Particles or macromolecules suspended in a liquid undergo Brownian motion — random thermal movement driven by collisions with solvent molecules. The rate of Brownian motion (diffusion coefficient D) is governed by particle size — smaller particles diffuse faster; larger particles diffuse more slowly. This relationship is quantified by the Stokes-Einstein equation:

D = kT / (3πηd)

where k is Boltzmann’s constant, T is absolute temperature, η is solvent viscosity, and d is the hydrodynamic diameter of the particle.

When a laser beam illuminates the suspension, suspended particles scatter light in all directions. Because particles are moving randomly, the scattered light from different particles alternately interferes constructively and destructively — causing the measured scattered intensity to fluctuate rapidly at rates proportional to particle diffusion speed.

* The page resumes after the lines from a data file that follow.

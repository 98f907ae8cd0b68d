//! qton main: parse flags, set up tracing, load config, dispatch.
use clap::Parser; // trait import enables QtonCli::parse()

use qton::cli::{Command, QtonCli};
use qton::commands::quantum::{self, RunOptions};
use qton::config::{load_config, resolve_config_path};
use qton::core::debug;

fn main() -> anyhow::Result<()> {
    let args = QtonCli::parse();
    debug::init(args.debug);

    let cfg_path = resolve_config_path(&args.config);
    let cfg = load_config(cfg_path.as_deref())?;
    tracing::debug!(config = ?cfg_path, "loaded config");

    match args.cmd {
        Command::Run { input, shots, seed, json, no_state } => {
            quantum::quantum_run(RunOptions { input, shots, seed, json, no_state }, &cfg)
        }
        Command::Gates => quantum::list_gates(),
    }
}
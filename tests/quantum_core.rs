use std::f64::consts::{FRAC_1_SQRT_2, PI};

use qton::core::quantum::{gates, Circuit, Gate, GateKind};
use qton::QuantumError;

#[test]
fn hadamard_on_zero() {
    let mut qc = Circuit::new(1);
    qc.h(&[0]).unwrap();
    // |+> amplitudes ~ [1/√2, 1/√2]
    let a0 = qc.state_vector()[0].re;
    let a1 = qc.state_vector()[1].re;
    assert!((a0 - 0.70710678).abs() < 1e-6);
    assert!((a1 - 0.70710678).abs() < 1e-6);
}

#[test]
fn cnot_build() {
    let cnot = Gate::new(GateKind::X).controlled(1).matrix().unwrap();
    assert_eq!(cnot.nrows(), 4);
    assert_eq!(cnot.ncols(), 4);
}

#[test]
fn toffoli_build() {
    let ccx = Gate::parse("ccx", &[], false).unwrap().matrix().unwrap();
    assert_eq!(ccx.shape(), (8, 8));
    assert_eq!(ccx.view((6, 6), (2, 2)).clone_owned(), gates::x());
}

#[test]
fn ghz_over_non_adjacent_qubits() {
    let mut qc = Circuit::new(4);
    qc.h(&[3]).unwrap();
    qc.cx(3, 0).unwrap();
    qc.cx(0, 1).unwrap();
    let sv = qc.state_vector();
    assert!((sv[0b0000].re - FRAC_1_SQRT_2).abs() < 1e-12);
    assert!((sv[0b1101].re - FRAC_1_SQRT_2).abs() < 1e-12);
    assert!((qc.state().norm_sqr() - 1.0).abs() < 1e-12);
}

#[test]
fn ccz_flips_sign_of_all_ones_only() {
    let mut qc = Circuit::new(3);
    qc.h(&[0, 1, 2]).unwrap();
    qc.ccz(0, 1, 2).unwrap();
    let amp = 1.0 / 8f64.sqrt();
    for (i, a) in qc.state_vector().iter().enumerate() {
        let expected = if i == 0b111 { -amp } else { amp };
        assert!((a.re - expected).abs() < 1e-12, "amp {i}");
    }
}

#[test]
fn controlled_rotation_by_two_pi_is_minus_one_on_target() {
    let mut qc = Circuit::new(2);
    qc.x(&[0, 1]).unwrap();
    qc.crx(2.0 * PI, 0, 1).unwrap();
    assert!((qc.state_vector()[0b11].re + 1.0).abs() < 1e-12);
}

#[test]
fn facade_surfaces_engine_errors() {
    let mut qc = Circuit::new(2);
    assert!(matches!(qc.cx(1, 1), Err(QuantumError::InvalidQubits(_))));
    assert!(matches!(qc.ccx(0, 1, 2), Err(QuantumError::InvalidQubits(_))));
    assert!(matches!(qc.h(&[5]), Err(QuantumError::InvalidQubits(_))));
}

#[test]
fn initialize_then_measure() {
    let mut qc = Circuit::new(2);
    qc.initialize(&[
        num_complex::Complex64::new(0.0, 0.0),
        num_complex::Complex64::new(0.0, 0.0),
        num_complex::Complex64::new(0.0, 2.0),
    ])
    .unwrap();
    let counts = qc.measure_seeded(64, 1).unwrap();
    assert_eq!(counts.get("10"), Some(&64));
}
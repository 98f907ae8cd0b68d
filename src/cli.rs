use clap::{ArgAction, Parser, Subcommand};
use std::path::PathBuf;

#[derive(Debug, Parser)]
#[command(
    name = "qton",
    about = "qton: state-vector quantum circuit simulator",
    version,
    propagate_version = true,
    disable_help_subcommand = true
)]
pub struct QtonCli {
    /// Global: engine debug output on stderr (same as QTON_DEBUG=1)
    #[arg(long = "debug", action = ArgAction::SetTrue, global = true)]
    pub debug: bool,

    /// Global: path to config (TOML); default: ~/.qton/config.toml
    #[arg(long = "config", value_name = "FILE", global = true)]
    pub config: Option<PathBuf>,

    #[command(subcommand)]
    pub cmd: Command,
}

#[derive(Debug, Subcommand)]
pub enum Command {
    /// Run a circuit script and sample it
    ///
    /// Examples:
    ///   qton run bell.toml
    ///   qton run ghz.toml --shots 2000 --seed 7 --json
    Run {
        /// Circuit script (.toml)
        #[arg(value_name = "INPUT")]
        input: PathBuf,

        /// Number of shots (overrides script and config)
        #[arg(long = "shots", value_name = "N")]
        shots: Option<usize>,

        /// RNG seed (overrides script and config)
        #[arg(long = "seed", value_name = "SEED")]
        seed: Option<u64>,

        /// Print a JSON document instead of text
        #[arg(long = "json", action = ArgAction::SetTrue)]
        json: bool,

        /// Skip printing the final state vector
        #[arg(long = "no-state", action = ArgAction::SetTrue)]
        no_state: bool,
    },

    /// List the gate families a script may use
    Gates,
}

A photon detector and digital autocorrelator measure the time-dependent correlation of intensity fluctuations — the autocorrelation function (ACF). The decay rate of the ACF is directly related to the diffusion coefficient, from which the hydrodynamic diameter is calculated via the Stokes-Einstein equation.

Key Output Parameters from DLS

Z-Average Diameter (Cumulants Mean)

The intensity-weighted mean hydrodynamic diameter — the primary result reported from DLS. It is most sensitive to larger particles (intensity ∝ d⁶ for Rayleigh scatterers) — making DLS particularly effective for detecting trace quantities of aggregates or large particles.

Polydispersity Index (PDI)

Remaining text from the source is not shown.